_What you will do:_ Print each entry exactly, all the way through.

[Stored items from a collection]
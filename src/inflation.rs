//! Price-index lookup and income deflation.
//!
//! Real income = raw income / index value at the record's period. A record
//! whose income is missing, non-positive (treated as "no income reported"),
//! or whose period has no index entry is excluded from income statistics;
//! every exclusion is counted per cause, and none of them aborts the run.

use std::collections::HashMap;
use std::str::FromStr;

use rustc_hash::FxHashMap;

use crate::error::{PipelineError, Result};
use crate::models::{Period, SurveyRecord};

/// A Period-keyed table of positive price-index values
#[derive(Debug, Clone, Default)]
pub struct PriceIndex {
    values: FxHashMap<Period, f64>,
}

/// Per-cause exclusion counts from one deflation pass
#[derive(Debug, Clone, Copy, Default, PartialEq, Eq)]
pub struct DeflationReport {
    /// Rows that produced a real income
    pub adjusted: usize,
    /// Rows excluded: income missing or non-positive
    pub no_income: usize,
    /// Rows excluded: period missing or absent from the index
    pub missing_index: usize,
}

impl PriceIndex {
    /// Build an index from (period, value) pairs.
    ///
    /// # Errors
    /// `InvalidIndex` when a value is not positive.
    pub fn from_pairs<I>(pairs: I) -> Result<Self>
    where
        I: IntoIterator<Item = (Period, f64)>,
    {
        let mut values = FxHashMap::default();
        for (period, value) in pairs {
            if !(value > 0.0) {
                return Err(PipelineError::InvalidIndex {
                    period: period.to_string(),
                    value,
                });
            }
            values.insert(period, value);
        }
        Ok(Self { values })
    }

    /// Parse a JSON mapping literal from period labels to index values,
    /// e.g. `{"2020-T1": 100.0, "2020-T2": 104.3}`.
    ///
    /// # Errors
    /// JSON parse failures, unparseable period labels, or non-positive
    /// values.
    pub fn from_json(json: &str) -> Result<Self> {
        let raw: HashMap<String, f64> = serde_json::from_str(json)?;
        let pairs = raw
            .into_iter()
            .map(|(label, value)| Ok((Period::from_str(&label)?, value)))
            .collect::<Result<Vec<_>>>()?;
        Self::from_pairs(pairs)
    }

    /// Index value at a period
    #[must_use]
    pub fn get(&self, period: Period) -> Option<f64> {
        self.values.get(&period).copied()
    }

    /// Deflate one raw income at a period. `None` when the income is
    /// missing/non-positive or the period has no index entry.
    #[must_use]
    pub fn real_income(&self, period: Period, raw: Option<f64>) -> Option<f64> {
        let income = raw.filter(|v| *v > 0.0)?;
        Some(income / self.get(period)?)
    }

    /// Deflate a record's income using its own (year, quarter) period.
    #[must_use]
    pub fn real_income_of(&self, record: &SurveyRecord) -> Option<f64> {
        self.real_income(record.period()?, record.income)
    }

    /// Deflate a slice of records, pairing each adjustable record with its
    /// real income and accounting for every exclusion.
    #[must_use]
    pub fn deflate<'a>(
        &self,
        records: &'a [SurveyRecord],
    ) -> (Vec<(&'a SurveyRecord, f64)>, DeflationReport) {
        let mut adjusted = Vec::new();
        let mut report = DeflationReport::default();
        for record in records {
            if record.income.filter(|v| *v > 0.0).is_none() {
                report.no_income += 1;
                continue;
            }
            let indexed = record.period().and_then(|p| self.get(p));
            match (record.income, indexed) {
                (Some(income), Some(index)) => {
                    report.adjusted += 1;
                    adjusted.push((record, income / index));
                }
                _ => report.missing_index += 1,
            }
        }
        if report.missing_index > 0 {
            log::warn!(
                "deflation excluded {} row(s) with no price-index entry",
                report.missing_index
            );
        }
        (adjusted, report)
    }
}
//! Core value types of the pipeline.

pub mod key;
pub mod period;
pub mod record;

pub use key::{CohortKey, KeyColumn, KeyValue};
pub use period::Period;
pub use record::{STATUS_EMPLOYED, STATUS_UNEMPLOYED, SurveyRecord, WaveTable};
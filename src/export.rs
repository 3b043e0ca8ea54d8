//! Delimited-text output of derived tables.
//!
//! The consumers are external reporting/plotting tools, so the surface is
//! deliberately small: a long table (period/key columns plus one measure)
//! or a wide matrix. Undefined measures are written as the literal `NA`,
//! keeping a zero denominator distinguishable from a true 0% rate.

use std::io::{self, Write};

use itertools::Itertools;

use crate::aggregate::RatioTable;
use crate::lookup::EnrichedTable;
use crate::reshape::TimeSeriesMatrix;

/// Sentinel written for undefined measures
pub const NA: &str = "NA";

/// Write a ratio table in long format: one row per cohort, key columns
/// labeled with their canonical names, the measure last.
pub fn write_long<W: Write>(writer: &mut W, table: &RatioTable, delimiter: u8) -> io::Result<()> {
    let sep = delimiter as char;
    let header = table.key.iter().map(|column| column.label()).join(&sep.to_string());
    writeln!(writer, "{header}{sep}VALOR")?;
    for (cohort, value) in &table.cells {
        let key = cohort.iter().map(ToString::to_string).join(&sep.to_string());
        match value {
            Some(v) => writeln!(writer, "{key}{sep}{v}")?,
            None => writeln!(writer, "{key}{sep}{NA}")?,
        }
    }
    Ok(())
}

/// Write an enriched table in long format, with the label column between
/// the key columns and the measure.
pub fn write_enriched<W: Write>(
    writer: &mut W,
    table: &EnrichedTable,
    delimiter: u8,
) -> io::Result<()> {
    let sep = delimiter as char;
    let header = table.key.iter().map(|column| column.label()).join(&sep.to_string());
    writeln!(writer, "{header}{sep}ETIQUETA{sep}VALOR")?;
    for row in &table.rows {
        let key = row.cohort.iter().map(ToString::to_string).join(&sep.to_string());
        let label = row.label.as_deref().unwrap_or("");
        match row.value {
            Some(v) => writeln!(writer, "{key}{sep}{label}{sep}{v}")?,
            None => writeln!(writer, "{key}{sep}{label}{sep}{NA}")?,
        }
    }
    Ok(())
}

/// Write a wide matrix: header row of categories, one row per period.
pub fn write_matrix<W: Write>(
    writer: &mut W,
    matrix: &TimeSeriesMatrix,
    delimiter: u8,
) -> io::Result<()> {
    let sep = delimiter as char;
    let categories = matrix
        .categories
        .iter()
        .map(ToString::to_string)
        .join(&sep.to_string());
    writeln!(writer, "PERIODO{sep}{categories}")?;
    for (period, row) in matrix.periods.iter().zip(&matrix.values) {
        let cells = row.iter().map(ToString::to_string).join(&sep.to_string());
        writeln!(writer, "{period}{sep}{cells}")?;
    }
    Ok(())
}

_Exercise solution:_
filename src/inflation.rs
//! Price-index lookup and income deflation.
//!
//! Real income = raw income / index value at the record's period. A record
//! whose income is missing, non-positive (treated as "no income reported"),
//! or whose period has no index entry is excluded from income statistics;
//! every exclusion is counted per cause, and none of them aborts the run.

use std::collections::HashMap;
use std::str::FromStr;

use rustc_hash::FxHashMap;

use crate::error::{PipelineError, Result};
use crate::models::{Period, SurveyRecord};

/// A Period-keyed table of positive price-index values
#[derive(Debug, Clone, Default)]
pub struct PriceIndex {
    values: FxHashMap<Period, f64>,
}

/// Per-cause exclusion counts from one deflation pass
#[derive(Debug, Clone, Copy, Default, PartialEq, Eq)]
pub struct DeflationReport {
    /// Rows that produced a real income
    pub adjusted: usize,
    /// Rows excluded: income missing or non-positive
    pub no_income: usize,
    /// Rows excluded: period missing or absent from the index
    pub missing_index: usize,
}

impl PriceIndex {
    /// Build an index from (period, value) pairs.
    ///
    /// # Errors
    /// `InvalidIndex` when a value is not positive.
    pub fn from_pairs<I>(pairs: I) -> Result<Self>
    where
        I: IntoIterator<Item = (Period, f64)>,
    {
        let mut values = FxHashMap::default();
        for (period, value) in pairs {
            if !(value > 0.0) {
                return Err(PipelineError::InvalidIndex {
                    period: period.to_string(),
                    value,
                });
            }
            values.insert(period, value);
        }
        Ok(Self { values })
    }

    /// Parse a JSON mapping literal from period labels to index values,
    /// e.g. `{"2020-T1": 100.0, "2020-T2": 104.3}`.
    ///
    /// # Errors
    /// JSON parse failures, unparseable period labels, or non-positive
    /// values.
    pub fn from_json(json: &str) -> Result<Self> {
        let raw: HashMap<String, f64> = serde_json::from_str(json)?;
        let pairs = raw
            .into_iter()
            .map(|(label, value)| Ok((Period::from_str(&label)?, value)))
            .collect::<Result<Vec<_>>>()?;
        Self::from_pairs(pairs)
    }

    /// Index value at a period
    #[must_use]
    pub fn get(&self, period: Period) -> Option<f64> {
        self.values.get(&period).copied()
    }

    /// Deflate one raw income at a period. `None` when the income is
    /// missing/non-positive or the period has no index entry.
    #[must_use]
    pub fn real_income(&self, period: Period, raw: Option<f64>) -> Option<f64> {
        let income = raw.filter(|v| *v > 0.0)?;
        Some(income / self.get(period)?)
    }

    /// Deflate a record's income using its own (year, quarter) period.
    #[must_use]
    pub fn real_income_of(&self, record: &SurveyRecord) -> Option<f64> {
        self.real_income(record.period()?, record.income)
    }

    /// Deflate a slice of records, pairing each adjustable record with its
    /// real income and accounting for every exclusion.
    #[must_use]
    pub fn deflate<'a>(
        &self,
        records: &'a [SurveyRecord],
    ) -> (Vec<(&'a SurveyRecord, f64)>, DeflationReport) {
        let mut adjusted = Vec::new();
        let mut report = DeflationReport::default();
        for record in records {
            if record.income.filter(|v| *v > 0.0).is_none() {
                report.no_income += 1;
                continue;
            }
            let indexed = record.period().and_then(|p| self.get(p));
            match (record.income, indexed) {
                (Some(income), Some(index)) => {
                    report.adjusted += 1;
                    adjusted.push((record, income / index));
                }
                _ => report.missing_index += 1,
            }
        }
        if report.missing_index > 0 {
            log::warn!(
                "deflation excluded {} row(s) with no price-index entry",
                report.missing_index
            );
        }
        (adjusted, report)
    }
}
//! Core value types of the pipeline.

pub mod key;
pub mod period;
pub mod record;

pub use key::{CohortKey, KeyColumn, KeyValue};
pub use period::Period;
pub use record::{STATUS_EMPLOYED, STATUS_UNEMPLOYED, SurveyRecord, WaveTable};
filename src/export.rs
repository 3b043e0ca8ea54d8
//! Delimited-text output of derived tables.
//!
//! The consumers are external reporting/plotting tools, so the surface is
//! deliberately small: a long table (period/key columns plus one measure)
//! or a wide matrix. Undefined measures are written as the literal `NA`,
//! keeping a zero denominator distinguishable from a true 0% rate.

use std::io::{self, Write};

use itertools::Itertools;

use crate::aggregate::RatioTable;
use crate::lookup::EnrichedTable;
use crate::reshape::TimeSeriesMatrix;

/// Sentinel written for undefined measures
pub const NA: &str = "NA";

/// Write a ratio table in long format: one row per cohort, key columns
/// labeled with their canonical names, the measure last.
pub fn write_long<W: Write>(writer: &mut W, table: &RatioTable, delimiter: u8) -> io::Result<()> {
    let sep = delimiter as char;
    let header = table.key.iter().map(|column| column.label()).join(&sep.to_string());
    writeln!(writer, "{header}{sep}VALOR")?;
    for (cohort, value) in &table.cells {
        let key = cohort.iter().map(ToString::to_string).join(&sep.to_string());
        match value {
            Some(v) => writeln!(writer, "{key}{sep}{v}")?,
            None => writeln!(writer, "{key}{sep}{NA}")?,
        }
    }
    Ok(())
}

/// Write an enriched table in long format, with the label column between
/// the key columns and the measure.
pub fn write_enriched<W: Write>(
    writer: &mut W,
    table: &EnrichedTable,
    delimiter: u8,
) -> io::Result<()> {
    let sep = delimiter as char;
    let header = table.key.iter().map(|column| column.label()).join(&sep.to_string());
    writeln!(writer, "{header}{sep}ETIQUETA{sep}VALOR")?;
    for row in &table.rows {
        let key = row.cohort.iter().map(ToString::to_string).join(&sep.to_string());
        let label = row.label.as_deref().unwrap_or("");
        match row.value {
            Some(v) => writeln!(writer, "{key}{sep}{label}{sep}{v}")?,
            None => writeln!(writer, "{key}{sep}{label}{sep}{NA}")?,
        }
    }
    Ok(())
}

/// Write a wide matrix: header row of categories, one row per period.
pub fn write_matrix<W: Write>(
    writer: &mut W,
    matrix: &TimeSeriesMatrix,
    delimiter: u8,
) -> io::Result<()> {
    let sep = delimiter as char;
    let categories = matrix
        .categories
        .iter()
        .map(ToString::to_string)
        .join(&sep.to_string());
    writeln!(writer, "PERIODO{sep}{categories}")?;
    for (period, row) in matrix.periods.iter().zip(&matrix.values) {
        let cells = row.iter().map(ToString::to_string).join(&sep.to_string());
        writeln!(writer, "{period}{sep}{cells}")?;
    }
    Ok(())
}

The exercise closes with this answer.